### [EXERCISE INSTRUCTIONS]
Report all lines of the data below that hold the word "dispatcher".

### [AVAILABLE DATA]
******
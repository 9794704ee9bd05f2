//! HTTP handlers for the webhook management API.

pub mod circuit_breakers;
pub mod deliveries;
pub mod endpoints;

use axum::{
    async_trait,
    extract::FromRequestParts,
    http::{header::HeaderMap, request::Parts},
};
use uuid::Uuid;

use crate::error::WebhookError;

/// Header carrying the caller's tenant.
pub const TENANT_HEADER: &str = "X-Tenant-ID";

/// Tenant ID extracted from the `X-Tenant-ID` header.
///
/// Tenant identity is resolved by whatever sits in front of this API; the
/// handlers only require that it is passed explicitly.
#[derive(Debug, Clone, Copy)]
pub struct TenantId(pub Uuid);

#[async_trait]
impl<S> FromRequestParts<S> for TenantId
where
    S: Send + Sync,
{
    type Rejection = WebhookError;

    async fn from_request_parts(parts: &mut Parts, _state: &S) -> Result<Self, Self::Rejection> {
        extract_tenant_id(&parts.headers)
    }
}

fn extract_tenant_id(headers: &HeaderMap) -> Result<TenantId, WebhookError> {
    headers
        .get(TENANT_HEADER)
        .and_then(|v| v.to_str().ok())
        .and_then(|v| v.trim().parse::<Uuid>().ok())
        .map(TenantId)
        .ok_or(WebhookError::Unauthorized)
}
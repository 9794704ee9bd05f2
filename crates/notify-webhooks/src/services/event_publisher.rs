//! In-process event source: application code publishes, the runner fans out.

use chrono::{DateTime, Utc};
use serde::{Deserialize, Serialize};
use tokio::sync::broadcast;
use uuid::Uuid;

use crate::models::{WebhookEventType, WebhookPayload};

/// A domain event raised on behalf of a tenant.
#[derive(Debug, Clone, Serialize, Deserialize)]
pub struct WebhookEvent {
    /// Idempotency key shared by every delivery of this event.
    pub event_id: Uuid,
    pub event_type: String,
    pub tenant_id: Uuid,
    pub timestamp: DateTime<Utc>,
    pub data: serde_json::Value,
}

impl WebhookEvent {
    #[must_use]
    pub fn new(tenant_id: Uuid, event_type: WebhookEventType, data: serde_json::Value) -> Self {
        Self {
            event_id: Uuid::new_v4(),
            event_type: event_type.as_str().to_string(),
            tenant_id,
            timestamp: Utc::now(),
            data,
        }
    }

    /// The envelope delivered to endpoints.
    #[must_use]
    pub fn to_payload(&self) -> WebhookPayload {
        WebhookPayload {
            event_id: self.event_id,
            event_type: self.event_type.clone(),
            timestamp: self.timestamp,
            tenant_id: self.tenant_id,
            data: self.data.clone(),
        }
    }
}

/// Publisher that sends webhook events to a broadcast channel.
#[derive(Clone)]
pub struct EventPublisher {
    sender: broadcast::Sender<WebhookEvent>,
}

impl EventPublisher {
    /// Create a new event publisher with the given channel capacity.
    #[must_use]
    pub fn new(capacity: usize) -> (Self, broadcast::Receiver<WebhookEvent>) {
        let (sender, receiver) = broadcast::channel(capacity);
        (Self { sender }, receiver)
    }

    /// Publish an event. Fire-and-forget: errors are logged but not propagated.
    pub fn publish(&self, event: WebhookEvent) {
        let event_id = event.event_id;
        if let Err(e) = self.sender.send(event) {
            tracing::warn!(
                target: "webhook_delivery",
                event_id = %event_id,
                error = %e,
                "No webhook runner is listening; event dropped"
            );
        }
    }

    /// Get a new receiver for the broadcast channel.
    #[must_use]
    pub fn subscribe(&self) -> broadcast::Receiver<WebhookEvent> {
        self.sender.subscribe()
    }
}
//! Integration tests for the retry schedule.
//!
//! Tests verify the fixed backoff sequence, eventual success after failures,
//! terminal failure after the final attempt, and stale task handling.

mod common;

use std::time::Duration;

use chrono::Utc;
use common::*;
use notify_webhooks::models::{DeliveryStatus, WebhookEventType};
use notify_webhooks::scheduler::{DeliveryTask, TaskTrigger};
use notify_webhooks::services::delivery_worker::{AttemptOutcome, SkipReason, MAX_ATTEMPTS};
use notify_webhooks::{DeliveryRepository, EndpointRepository, WebhookEvent};
use wiremock::matchers::method;
use wiremock::{Mock, MockServer};

async fn failing_server(responder: FailingResponder) -> MockServer {
    let mock_server = MockServer::start().await;
    Mock::given(method("POST"))
        .respond_with(responder)
        .mount(&mock_server)
        .await;
    mock_server
}

async fn dispatch_one(harness: &Harness, url: &str) -> uuid::Uuid {
    harness.register(TENANT_A, url, &["invoice.payment_failed"]).await;
    let event = WebhookEvent::new(
        TENANT_A,
        WebhookEventType::InvoicePaymentFailed,
        serde_json::json!({ "invoice_id": "inv_9" }),
    );
    let created = harness.dispatcher.dispatch(&event).await.unwrap();
    created[0].id
}

/// Test: A failed first attempt becomes attempt 2, due in 60 seconds.
#[tokio::test]
async fn test_first_failure_schedules_retry_in_one_minute() {
    let responder = FailingResponder::fail_times(u32::MAX);
    let mock_server = failing_server(responder.clone()).await;
    let harness = Harness::new();
    let delivery_id = dispatch_one(&harness, &mock_server.uri()).await;

    let before = Utc::now();
    let outcomes = harness.run_scheduled().await;
    assert!(matches!(
        outcomes[0],
        AttemptOutcome::RetryScheduled { next_attempt: 2, .. }
    ));

    let delivery = harness.delivery(TENANT_A, delivery_id).await;
    assert_eq!(delivery.status, DeliveryStatus::Retrying);
    assert_eq!(delivery.attempt, 2);
    assert_eq!(delivery.response_code, Some(500));
    let next_retry_at = delivery.next_retry_at.expect("retry time set");
    let wait = (next_retry_at - before).num_seconds();
    assert!((59..=61).contains(&wait), "expected ~60s, got {wait}s");

    let scheduled = harness.scheduler.scheduled();
    assert_eq!(scheduled.len(), 1);
    let (task, delay) = scheduled[0];
    assert_eq!(task.delivery_id, delivery_id);
    assert_eq!(task.attempt, 2);
    assert_eq!(task.trigger, TaskTrigger::Retry);
    assert!(delay <= Duration::from_secs(60) && delay >= Duration::from_secs(59));
}

/// Test: Backoff follows 60s, 5min, 30min, 2h, 24h and the sixth failure is
/// terminal with nothing further scheduled.
#[tokio::test]
async fn test_backoff_sequence_and_terminal_failure() {
    let responder = FailingResponder::fail_times(u32::MAX);
    let mock_server = failing_server(responder.clone()).await;
    let harness = Harness::new();
    let delivery_id = dispatch_one(&harness, &mock_server.uri()).await;

    let mut delays = Vec::new();
    let mut outcomes = Vec::new();
    while !harness.scheduler.is_empty() {
        for (task, delay) in harness.scheduler.take() {
            if task.trigger == TaskTrigger::Retry {
                delays.push(delay.as_secs());
            }
            outcomes.push(harness.worker.execute(task).await.unwrap());
        }
    }

    // Delays are computed from `now`, so allow a second of drift.
    let expected = [60u64, 300, 1800, 7200, 86400];
    assert_eq!(delays.len(), expected.len());
    for (actual, expected) in delays.iter().zip(expected) {
        assert!(
            *actual == expected || *actual + 1 == expected,
            "expected ~{expected}s, got {actual}s"
        );
    }

    assert_eq!(responder.attempt_count(), MAX_ATTEMPTS as u32);
    assert_eq!(
        outcomes.last(),
        Some(&AttemptOutcome::Failed { response_code: 500 })
    );

    let delivery = harness.delivery(TENANT_A, delivery_id).await;
    assert_eq!(delivery.status, DeliveryStatus::Failed);
    assert_eq!(delivery.attempt, MAX_ATTEMPTS);
    assert!(delivery.next_retry_at.is_none());
    assert!(delivery.delivered_at.is_none());
}

/// Test: Success on the third attempt ends the retry loop.
#[tokio::test]
async fn test_eventual_success_stops_retries() {
    let responder = FailingResponder::fail_times(2);
    let mock_server = failing_server(responder.clone()).await;
    let harness = Harness::new();
    let delivery_id = dispatch_one(&harness, &mock_server.uri()).await;

    let outcomes = harness.run_until_idle().await;

    assert_eq!(outcomes.len(), 3);
    assert_eq!(
        outcomes[2],
        AttemptOutcome::Delivered { response_code: 200 }
    );
    assert_eq!(responder.attempt_count(), 3);
    assert!(harness.scheduler.is_empty());

    let delivery = harness.delivery(TENANT_A, delivery_id).await;
    assert_eq!(delivery.status, DeliveryStatus::Success);
    assert_eq!(delivery.attempt, 3);
    assert!(delivery.delivered_at.is_some());
    assert!(delivery.next_retry_at.is_none());
}

/// Test: 4xx responses are retried like any other non-2xx.
#[tokio::test]
async fn test_client_errors_are_retried() {
    let responder = FailingResponder::fail_with_status(1, 404);
    let mock_server = failing_server(responder.clone()).await;
    let harness = Harness::new();
    let delivery_id = dispatch_one(&harness, &mock_server.uri()).await;

    harness.run_scheduled().await;
    let delivery = harness.delivery(TENANT_A, delivery_id).await;
    assert_eq!(delivery.status, DeliveryStatus::Retrying);
    assert_eq!(delivery.response_code, Some(404));

    harness.run_scheduled().await;
    let delivery = harness.delivery(TENANT_A, delivery_id).await;
    assert_eq!(delivery.status, DeliveryStatus::Success);
    assert_eq!(delivery.attempt, 2);
}

/// Test: A task for an attempt that already ran is dropped without a request.
#[tokio::test]
async fn test_stale_task_is_skipped() {
    let responder = FailingResponder::fail_times(u32::MAX);
    let mock_server = failing_server(responder.clone()).await;
    let harness = Harness::new();
    let delivery_id = dispatch_one(&harness, &mock_server.uri()).await;

    let first = DeliveryTask {
        tenant_id: TENANT_A,
        delivery_id,
        attempt: 1,
        trigger: TaskTrigger::Dispatch,
    };
    harness.worker.execute(first).await.unwrap();

    // Redelivered copy of the same task.
    let outcome = harness.worker.execute(first).await.unwrap();

    assert_eq!(outcome, AttemptOutcome::Skipped(SkipReason::Stale));
    assert_eq!(responder.attempt_count(), 1);
    assert_eq!(harness.delivery(TENANT_A, delivery_id).await.attempt, 2);
}

/// Test: Tasks for a delivery that already succeeded never send again.
#[tokio::test]
async fn test_succeeded_delivery_is_never_resent() {
    let responder = FailingResponder::fail_times(0);
    let mock_server = failing_server(responder.clone()).await;
    let harness = Harness::new();
    let delivery_id = dispatch_one(&harness, &mock_server.uri()).await;

    harness.run_scheduled().await;
    let task = DeliveryTask {
        tenant_id: TENANT_A,
        delivery_id,
        attempt: 1,
        trigger: TaskTrigger::Recovery,
    };
    let outcome = harness.worker.execute(task).await.unwrap();

    assert_eq!(outcome, AttemptOutcome::Skipped(SkipReason::Stale));
    assert_eq!(responder.attempt_count(), 1);
}

/// Test: An endpoint secret that cannot be decrypted is a failed attempt
/// with code 0 and goes down the normal retry path without a request.
#[tokio::test]
async fn test_undecryptable_secret_is_a_failed_attempt() {
    let responder = FailingResponder::fail_times(0);
    let mock_server = failing_server(responder.clone()).await;
    let harness = Harness::new();
    let endpoint = harness
        .register(TENANT_A, &mock_server.uri(), &["invoice.payment_failed"])
        .await;
    let endpoint_id = endpoint.endpoint.id;
    harness
        .endpoints
        .set_secret(TENANT_A, endpoint_id, "not-a-valid-ciphertext")
        .await
        .unwrap();

    let event = WebhookEvent::new(
        TENANT_A,
        WebhookEventType::InvoicePaymentFailed,
        serde_json::json!({ "invoice_id": "inv_3" }),
    );
    let delivery_id = harness.dispatcher.dispatch(&event).await.unwrap()[0].id;

    let outcomes = harness.run_scheduled().await;
    assert!(matches!(
        outcomes[0],
        AttemptOutcome::RetryScheduled { next_attempt: 2, .. }
    ));
    assert_eq!(responder.attempt_count(), 0);

    let delivery = harness.delivery(TENANT_A, delivery_id).await;
    assert_eq!(delivery.status, DeliveryStatus::Retrying);
    assert_eq!(delivery.attempt, 2);
    assert_eq!(delivery.response_code, Some(0));
    assert!(delivery
        .response_body
        .as_deref()
        .is_some_and(|body| body.contains("decrypt")));

    let stored = harness
        .endpoints
        .find_by_id(TENANT_A, endpoint_id)
        .await
        .unwrap()
        .unwrap();
    assert_eq!(stored.failure_count, 1);
    assert_eq!(harness.scheduler.scheduled().len(), 1);
}

/// Test: Deactivating an endpoint between attempts drops the next attempt.
/// The delivery row and the failure count stay as they were, and the
/// delivery only comes back through a manual retry.
#[tokio::test]
async fn test_deactivated_between_attempts_abandons_delivery() {
    let responder = FailingResponder::fail_times(1);
    let mock_server = failing_server(responder.clone()).await;
    let harness = Harness::new();
    let delivery_id = dispatch_one(&harness, &mock_server.uri()).await;
    harness.run_scheduled().await;

    let before = harness.delivery(TENANT_A, delivery_id).await;
    assert_eq!(before.status, DeliveryStatus::Retrying);
    assert_eq!(before.attempt, 2);
    let endpoint_id = before.endpoint_id;

    harness
        .endpoint_service
        .deactivate(TENANT_A, endpoint_id)
        .await
        .unwrap();

    let outcomes = harness.run_scheduled().await;
    assert_eq!(
        outcomes,
        vec![AttemptOutcome::Skipped(SkipReason::EndpointIneligible)]
    );
    assert_eq!(responder.attempt_count(), 1);
    assert!(harness.scheduler.is_empty());

    let after = harness.delivery(TENANT_A, delivery_id).await;
    assert_eq!(after.status, DeliveryStatus::Retrying);
    assert_eq!(after.attempt, 2);
    assert_eq!(after.response_code, before.response_code);
    assert_eq!(after.next_retry_at, before.next_retry_at);
    assert!(after.abandoned_at.is_some());

    let endpoint = harness
        .endpoints
        .find_by_id(TENANT_A, endpoint_id)
        .await
        .unwrap()
        .unwrap();
    assert_eq!(endpoint.failure_count, 1);

    let unfinished = harness.deliveries.list_unfinished().await.unwrap();
    assert!(unfinished.iter().all(|d| d.id != delivery_id));

    // Reactivation alone does not resend; a manual retry does.
    harness
        .endpoint_service
        .reactivate(TENANT_A, endpoint_id)
        .await
        .unwrap();
    assert!(harness.scheduler.is_empty());

    let retried = harness
        .history
        .retry_delivery(TENANT_A, endpoint_id, delivery_id)
        .await
        .unwrap();
    assert_eq!(retried.status, DeliveryStatus::Success);
    assert!(retried.abandoned_at.is_none());
    assert_eq!(responder.attempt_count(), 2);
}
//! Endpoint registry.
//!
//! Registration, configuration changes and lifecycle of tenant endpoints with
//! URL validation, SSRF protection, per-tenant limits and encrypted secrets.
//! The plaintext secret leaves this service only from [`EndpointService::register`]
//! and [`EndpointService::rotate_secret`].

use std::sync::Arc;

use chrono::Utc;
use uuid::Uuid;

use crate::circuit_breaker::{CircuitBreaker, CircuitBreakerStatus};
use crate::config::WebhookConfig;
use crate::crypto;
use crate::error::WebhookError;
use crate::models::{
    CreateEndpoint, CreateEndpointRequest, EndpointListResponse, EndpointResponse,
    EndpointWithSecretResponse, ListEndpointsQuery, UpdateEndpoint, UpdateEndpointRequest,
    WebhookEndpoint,
};
use crate::repository::EndpointRepository;
use crate::validation;

/// Service for endpoint registration and lifecycle.
#[derive(Clone)]
pub struct EndpointService {
    endpoints: Arc<dyn EndpointRepository>,
    breaker: CircuitBreaker,
    encryption_key: Vec<u8>,
    config: WebhookConfig,
}

impl EndpointService {
    #[must_use]
    pub fn new(
        endpoints: Arc<dyn EndpointRepository>,
        encryption_key: Vec<u8>,
        config: WebhookConfig,
    ) -> Self {
        let breaker = CircuitBreaker::new(Arc::clone(&endpoints), config.disable_threshold);
        Self {
            endpoints,
            breaker,
            encryption_key,
            config,
        }
    }

    /// Register a new endpoint; generates a secret when none is supplied.
    pub async fn register(
        &self,
        tenant_id: Uuid,
        request: CreateEndpointRequest,
    ) -> Result<EndpointWithSecretResponse, WebhookError> {
        validation::validate_webhook_url(&request.url, self.config.url_policy)?;
        validation::validate_event_types(&request.events)?;

        let count = self.endpoints.count_by_tenant(tenant_id).await?;
        if count >= self.config.max_endpoints_per_tenant {
            return Err(WebhookError::EndpointLimitExceeded {
                limit: self.config.max_endpoints_per_tenant,
            });
        }

        let secret = match request.secret {
            Some(secret) if !secret.trim().is_empty() => secret,
            _ => crypto::generate_secret(),
        };
        let secret_encrypted = crypto::encrypt_secret(&secret, &self.encryption_key)?;

        let endpoint = self
            .endpoints
            .create(CreateEndpoint {
                tenant_id,
                url: request.url,
                description: request.description,
                secret_encrypted,
                subscribed_events: validation::normalize_event_types(request.events),
            })
            .await?;

        tracing::info!(
            endpoint_id = %endpoint.id,
            tenant_id = %tenant_id,
            events = ?endpoint.subscribed_events,
            "Webhook endpoint registered"
        );

        Ok(EndpointWithSecretResponse {
            endpoint: endpoint.into(),
            secret,
        })
    }

    /// List a tenant's endpoints with pagination.
    pub async fn list(
        &self,
        tenant_id: Uuid,
        query: ListEndpointsQuery,
    ) -> Result<EndpointListResponse, WebhookError> {
        let limit = query.limit.clamp(1, 100);
        let offset = query.offset.max(0);

        let endpoints = self
            .endpoints
            .list_by_tenant(tenant_id, limit, offset)
            .await?;
        let total = self.endpoints.count_by_tenant(tenant_id).await?;

        Ok(EndpointListResponse {
            items: endpoints.into_iter().map(Into::into).collect(),
            total,
            limit,
            offset,
        })
    }

    pub async fn get(&self, tenant_id: Uuid, id: Uuid) -> Result<EndpointResponse, WebhookError> {
        Ok(self.find(tenant_id, id).await?.into())
    }

    /// Load an endpoint or fail with `EndpointNotFound`.
    pub async fn find(&self, tenant_id: Uuid, id: Uuid) -> Result<WebhookEndpoint, WebhookError> {
        self.endpoints
            .find_by_id(tenant_id, id)
            .await?
            .ok_or(WebhookError::EndpointNotFound)
    }

    /// Partial update. `active` is applied in the same write with the
    /// semantics of [`deactivate`](Self::deactivate) and
    /// [`reactivate`](Self::reactivate).
    pub async fn update(
        &self,
        tenant_id: Uuid,
        id: Uuid,
        request: UpdateEndpointRequest,
    ) -> Result<EndpointResponse, WebhookError> {
        if let Some(ref url) = request.url {
            validation::validate_webhook_url(url, self.config.url_policy)?;
        }
        if let Some(ref events) = request.events {
            validation::validate_event_types(events)?;
        }

        let changes = UpdateEndpoint {
            url: request.url,
            description: request.description,
            subscribed_events: request.events.map(validation::normalize_event_types),
            active: request.active,
        };

        let endpoint = self
            .endpoints
            .update(tenant_id, id, changes)
            .await?
            .ok_or(WebhookError::EndpointNotFound)?;

        tracing::info!(
            endpoint_id = %id,
            tenant_id = %tenant_id,
            active = ?request.active,
            "Webhook endpoint updated"
        );
        Ok(endpoint.into())
    }

    /// Delete an endpoint. Its delivery history is kept.
    pub async fn delete(&self, tenant_id: Uuid, id: Uuid) -> Result<(), WebhookError> {
        if !self.endpoints.delete(tenant_id, id).await? {
            return Err(WebhookError::EndpointNotFound);
        }

        tracing::info!(endpoint_id = %id, tenant_id = %tenant_id, "Webhook endpoint deleted");
        Ok(())
    }

    /// Replace the signing secret. The previous secret stops working immediately.
    pub async fn rotate_secret(
        &self,
        tenant_id: Uuid,
        id: Uuid,
    ) -> Result<EndpointWithSecretResponse, WebhookError> {
        let secret = crypto::generate_secret();
        let secret_encrypted = crypto::encrypt_secret(&secret, &self.encryption_key)?;

        let endpoint = self
            .endpoints
            .set_secret(tenant_id, id, &secret_encrypted)
            .await?
            .ok_or(WebhookError::EndpointNotFound)?;

        tracing::info!(endpoint_id = %id, tenant_id = %tenant_id, "Webhook secret rotated");

        Ok(EndpointWithSecretResponse {
            endpoint: endpoint.into(),
            secret,
        })
    }

    /// `active = false`; an existing `disabled_at` is kept.
    pub async fn deactivate(
        &self,
        tenant_id: Uuid,
        id: Uuid,
    ) -> Result<EndpointResponse, WebhookError> {
        let endpoint = self
            .endpoints
            .deactivate(tenant_id, id, Utc::now())
            .await?
            .ok_or(WebhookError::EndpointNotFound)?;

        tracing::info!(endpoint_id = %id, tenant_id = %tenant_id, "Webhook endpoint deactivated");
        Ok(endpoint.into())
    }

    /// `active = true` and clears `disabled_at`. The failure count is kept;
    /// use [`reset_circuit_breaker`](Self::reset_circuit_breaker) to clear it.
    pub async fn reactivate(
        &self,
        tenant_id: Uuid,
        id: Uuid,
    ) -> Result<EndpointResponse, WebhookError> {
        let endpoint = self
            .endpoints
            .reactivate(tenant_id, id)
            .await?
            .ok_or(WebhookError::EndpointNotFound)?;

        tracing::info!(endpoint_id = %id, tenant_id = %tenant_id, "Webhook endpoint reactivated");
        Ok(endpoint.into())
    }

    /// Clear `failure_count` and `disabled_at` without touching `active`.
    pub async fn reset_circuit_breaker(
        &self,
        tenant_id: Uuid,
        id: Uuid,
    ) -> Result<EndpointResponse, WebhookError> {
        Ok(self.breaker.reset(tenant_id, id).await?.into())
    }

    pub async fn circuit_breaker_status(
        &self,
        tenant_id: Uuid,
        id: Uuid,
    ) -> Result<CircuitBreakerStatus, WebhookError> {
        self.breaker.status(tenant_id, id).await
    }
}

#[cfg(test)]
mod tests {
    use super::*;
    use crate::repository::InMemoryEndpointRepository;

    const KEY: [u8; 32] = [7u8; 32];

    fn service(config: WebhookConfig) -> (EndpointService, Arc<InMemoryEndpointRepository>) {
        let repo = Arc::new(InMemoryEndpointRepository::new());
        (
            EndpointService::new(repo.clone(), KEY.to_vec(), config),
            repo,
        )
    }

    fn request(url: &str, events: &[&str]) -> CreateEndpointRequest {
        CreateEndpointRequest {
            url: url.to_string(),
            events: events.iter().map(|e| (*e).to_string()).collect(),
            description: None,
            secret: None,
        }
    }

    #[tokio::test]
    async fn test_register_generates_and_encrypts_secret() {
        let (svc, repo) = service(WebhookConfig::default());
        let tenant = Uuid::new_v4();

        let created = svc
            .register(tenant, request("https://example.com/hook", &["plan.changed"]))
            .await
            .unwrap();
        assert!(created.secret.starts_with(crypto::SECRET_PREFIX));

        let stored = repo
            .find_by_id(tenant, created.endpoint.id)
            .await
            .unwrap()
            .unwrap();
        assert_ne!(stored.secret_encrypted, created.secret);
        assert_eq!(
            crypto::decrypt_secret(&stored.secret_encrypted, &KEY).unwrap(),
            created.secret
        );
    }

    #[tokio::test]
    async fn test_register_keeps_supplied_secret() {
        let (svc, _) = service(WebhookConfig::default());
        let mut req = request("https://example.com/hook", &["*"]);
        req.secret = Some("my-own-secret-value-123".to_string());

        let created = svc.register(Uuid::new_v4(), req).await.unwrap();
        assert_eq!(created.secret, "my-own-secret-value-123");
    }

    #[tokio::test]
    async fn test_register_rejects_bad_input() {
        let (svc, _) = service(WebhookConfig::default());
        let tenant = Uuid::new_v4();

        let err = svc
            .register(tenant, request("not a url", &["plan.changed"]))
            .await
            .unwrap_err();
        assert!(matches!(err, WebhookError::InvalidUrl(_)));

        let err = svc
            .register(tenant, request("https://example.com/hook", &[]))
            .await
            .unwrap_err();
        assert!(matches!(err, WebhookError::Validation(_)));

        let err = svc
            .register(tenant, request("https://192.168.0.10/hook", &["*"]))
            .await
            .unwrap_err();
        assert!(matches!(err, WebhookError::SsrfDetected(_)));
    }

    #[tokio::test]
    async fn test_endpoint_limit() {
        let (svc, _) = service(WebhookConfig::default().with_max_endpoints(2));
        let tenant = Uuid::new_v4();
        for _ in 0..2 {
            svc.register(tenant, request("https://example.com/hook", &["*"]))
                .await
                .unwrap();
        }

        let err = svc
            .register(tenant, request("https://example.com/hook", &["*"]))
            .await
            .unwrap_err();
        assert!(matches!(err, WebhookError::EndpointLimitExceeded { limit: 2 }));

        // Other tenants are unaffected.
        assert!(svc
            .register(Uuid::new_v4(), request("https://example.com/hook", &["*"]))
            .await
            .is_ok());
    }

    #[tokio::test]
    async fn test_rotate_secret_replaces_old_one() {
        let (svc, repo) = service(WebhookConfig::default());
        let tenant = Uuid::new_v4();
        let created = svc
            .register(tenant, request("https://example.com/hook", &["*"]))
            .await
            .unwrap();

        let rotated = svc.rotate_secret(tenant, created.endpoint.id).await.unwrap();
        assert_ne!(rotated.secret, created.secret);

        let stored = repo
            .find_by_id(tenant, created.endpoint.id)
            .await
            .unwrap()
            .unwrap();
        assert_eq!(
            crypto::decrypt_secret(&stored.secret_encrypted, &KEY).unwrap(),
            rotated.secret
        );
    }

    #[tokio::test]
    async fn test_update_active_flag_drives_lifecycle() {
        let (svc, _) = service(WebhookConfig::default());
        let tenant = Uuid::new_v4();
        let id = svc
            .register(tenant, request("https://example.com/hook", &["*"]))
            .await
            .unwrap()
            .endpoint
            .id;

        let off = svc
            .update(
                tenant,
                id,
                UpdateEndpointRequest {
                    active: Some(false),
                    ..Default::default()
                },
            )
            .await
            .unwrap();
        assert!(!off.active);
        assert!(off.disabled_at.is_some());

        let on = svc
            .update(
                tenant,
                id,
                UpdateEndpointRequest {
                    active: Some(true),
                    events: Some(vec!["boost.activated".to_string()]),
                    ..Default::default()
                },
            )
            .await
            .unwrap();
        assert!(on.active);
        assert!(on.disabled_at.is_none());
        assert_eq!(on.events, vec!["boost.activated"]);
    }

    #[tokio::test]
    async fn test_reset_keeps_active_flag() {
        let (svc, repo) = service(WebhookConfig::default().with_disable_threshold(1));
        let tenant = Uuid::new_v4();
        let id = svc
            .register(tenant, request("https://example.com/hook", &["*"]))
            .await
            .unwrap()
            .endpoint
            .id;

        svc.deactivate(tenant, id).await.unwrap();
        let reset = svc.reset_circuit_breaker(tenant, id).await.unwrap();
        assert!(!reset.active);
        assert!(reset.disabled_at.is_none());

        repo.reactivate(tenant, id).await.unwrap();
        repo.record_failure(tenant, id, 1, Utc::now()).await.unwrap();
        let status = svc.circuit_breaker_status(tenant, id).await.unwrap();
        assert_eq!(status.state, crate::circuit_breaker::CircuitState::Open);
    }

    #[tokio::test]
    async fn test_missing_endpoint() {
        let (svc, _) = service(WebhookConfig::default());
        let tenant = Uuid::new_v4();
        let id = Uuid::new_v4();

        assert!(matches!(
            svc.get(tenant, id).await,
            Err(WebhookError::EndpointNotFound)
        ));
        assert!(matches!(
            svc.delete(tenant, id).await,
            Err(WebhookError::EndpointNotFound)
        ));
        assert!(matches!(
            svc.rotate_secret(tenant, id).await,
            Err(WebhookError::EndpointNotFound)
        ));
    }
}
******
### [REPLY]
    let created = harness.dispatcher.dispatch(&event).await.unwrap();
    let delivery_id = harness.dispatcher.dispatch(&event).await.unwrap()[0].id;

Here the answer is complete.